The Healthspitals' integrated delivery ecosystem at the community level would allow a much truer triage at emergency departments. As these are often the places of first resort for patients with all levels of care needs, a system-wide approach to triage would help refer all patients to the appropriate (and often less expensive) level of care. This would reconfigure the issue of "dumping" and allow tracking of referral patterns to provide a feedback mechanism for improving triage - true sorting - throughout the ecosystem.

A Healthspital 5.0+ approach could proactively intervene against negative health modulators such as smoking, impaired driving, and other reckless behaviors and would promote modifications.

Healthspitals would also assess and promote healthy lifestyles, such as appropriate nutrition and exercise regimens.

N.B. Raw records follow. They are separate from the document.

//! Lighthouse client
//!
//! The engine consumes the lighthouse protocol: it asks where an overlay
//! address currently lives, announces its own endpoints, and requests
//! punches when NAT mappings go stale. Messages ride encrypted over the
//! node's tunnel to each lighthouse. Running a lighthouse service is
//! outside the core.

use std::net::{Ipv4Addr, SocketAddr};
use std::sync::atomic::{AtomicU64, Ordering};

use serde::{Deserialize, Serialize};
use tokio::sync::{mpsc, Mutex};
use tracing::debug;

use crate::error::{CoreError, CoreResult};

/// Lighthouse protocol message
#[derive(Debug, Clone, Serialize, Deserialize)]
pub enum LighthouseMsg {
    /// Where is this overlay address right now?
    HostQuery { vpn_ip: Ipv4Addr },
    /// Candidate endpoints for an overlay address
    HostQueryReply {
        vpn_ip: Ipv4Addr,
        endpoints: Vec<SocketAddr>,
    },
    /// My current endpoints
    HostUpdateNotify { endpoints: Vec<SocketAddr> },
    /// Ask the peer behind `vpn_ip` to punch toward these endpoints
    HostPunchNotify {
        vpn_ip: Ipv4Addr,
        endpoints: Vec<SocketAddr>,
    },
}

impl LighthouseMsg {
    pub fn encode(&self) -> CoreResult<Vec<u8>> {
        bincode::serialize(self).map_err(|e| CoreError::MalformedPacket(e.to_string()))
    }

    pub fn decode(bytes: &[u8]) -> CoreResult<Self> {
        bincode::deserialize(bytes).map_err(|e| CoreError::MalformedPacket(e.to_string()))
    }
}

/// Client-side lighthouse state: the configured lighthouses and a
/// bounded buffer of address lookups awaiting dispatch
pub struct LighthouseClient {
    lighthouses: Vec<Ipv4Addr>,
    query_tx: mpsc::Sender<Ipv4Addr>,
    query_rx: Mutex<mpsc::Receiver<Ipv4Addr>>,
    dropped_queries: AtomicU64,
}

impl LighthouseClient {
    pub fn new(lighthouses: Vec<Ipv4Addr>, query_buffer: usize) -> Self {
        let (query_tx, query_rx) = mpsc::channel(query_buffer.max(1));
        Self {
            lighthouses,
            query_tx,
            query_rx: Mutex::new(query_rx),
            dropped_queries: AtomicU64::new(0),
        }
    }

    pub fn lighthouses(&self) -> &[Ipv4Addr] {
        &self.lighthouses
    }

    pub fn is_lighthouse(&self, ip: Ipv4Addr) -> bool {
        self.lighthouses.contains(&ip)
    }

    /// Queue an address lookup. Returns false (and counts) when the
    /// buffer is full; the periodic handshake retry will re-queue.
    pub fn queue_query(&self, vpn_ip: Ipv4Addr) -> bool {
        match self.query_tx.try_send(vpn_ip) {
            Ok(()) => true,
            Err(_) => {
                self.dropped_queries.fetch_add(1, Ordering::Relaxed);
                debug!(%vpn_ip, "lighthouse query buffer full, dropping lookup");
                false
            }
        }
    }

    /// Next queued lookup; None once the node shuts down
    pub async fn next_query(&self) -> Option<Ipv4Addr> {
        self.query_rx.lock().await.recv().await
    }

    pub fn dropped_queries(&self) -> u64 {
        self.dropped_queries.load(Ordering::Relaxed)
    }
}

#[cfg(test)]
mod tests {
    use super::*;

    #[test]
    fn test_message_roundtrip() {
        let msg = LighthouseMsg::HostQueryReply {
            vpn_ip: "10.0.0.7".parse().unwrap(),
            endpoints: vec!["192.0.2.1:4242".parse().unwrap()],
        };
        let decoded = LighthouseMsg::decode(&msg.encode().unwrap()).unwrap();
        match decoded {
            LighthouseMsg::HostQueryReply { vpn_ip, endpoints } => {
                assert_eq!(vpn_ip, "10.0.0.7".parse::<Ipv4Addr>().unwrap());
                assert_eq!(endpoints.len(), 1);
            }
            other => panic!("unexpected message: {other:?}"),
        }
    }

    #[tokio::test]
    async fn test_query_buffer_bounded() {
        let client = LighthouseClient::new(vec!["10.0.0.254".parse().unwrap()], 2);

        assert!(client.queue_query("10.0.0.1".parse().unwrap()));
        assert!(client.queue_query("10.0.0.2".parse().unwrap()));
        assert!(!client.queue_query("10.0.0.3".parse().unwrap()));
        assert_eq!(client.dropped_queries(), 1);

        assert_eq!(
            client.next_query().await,
            Some("10.0.0.1".parse().unwrap())
        );
    }

    #[test]
    fn test_is_lighthouse() {
        let client = LighthouseClient::new(vec!["10.0.0.254".parse().unwrap()], 4);
        assert!(client.is_lighthouse("10.0.0.254".parse().unwrap()));
        assert!(!client.is_lighthouse("10.0.0.1".parse().unwrap()));
    }
}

Using personal monitoring devices for walks would allow people to compile and monitor their health via a database, which would be accessible to their physicians as well as to researchers tracking public-health trends.
Healthspital 5.0+ would, by virtue of eliminating redundancy and improving health, allow huge savings from current health-care expenditures. These savings must be pro - actively and purposefully reinvested into promoting more healthful programs such as building walking trails, biking areas, parks, and local organic farms. Public health and wellness would thus become self-sustaining, self organizing, and autopoietic.

Once Healthspitals are fully functional and globally deployed, true reform of medical malpractice would be possible, as errors would decline and overall health of the community would be improved. Also, the integration would allow risk sharing across the system, which would require understanding the rights and responsibilities of all stakeholders, from patients to the Healthspital personnel, all of whom are truly invested in providing and maintaining the health of the entire community—the health ecosystem.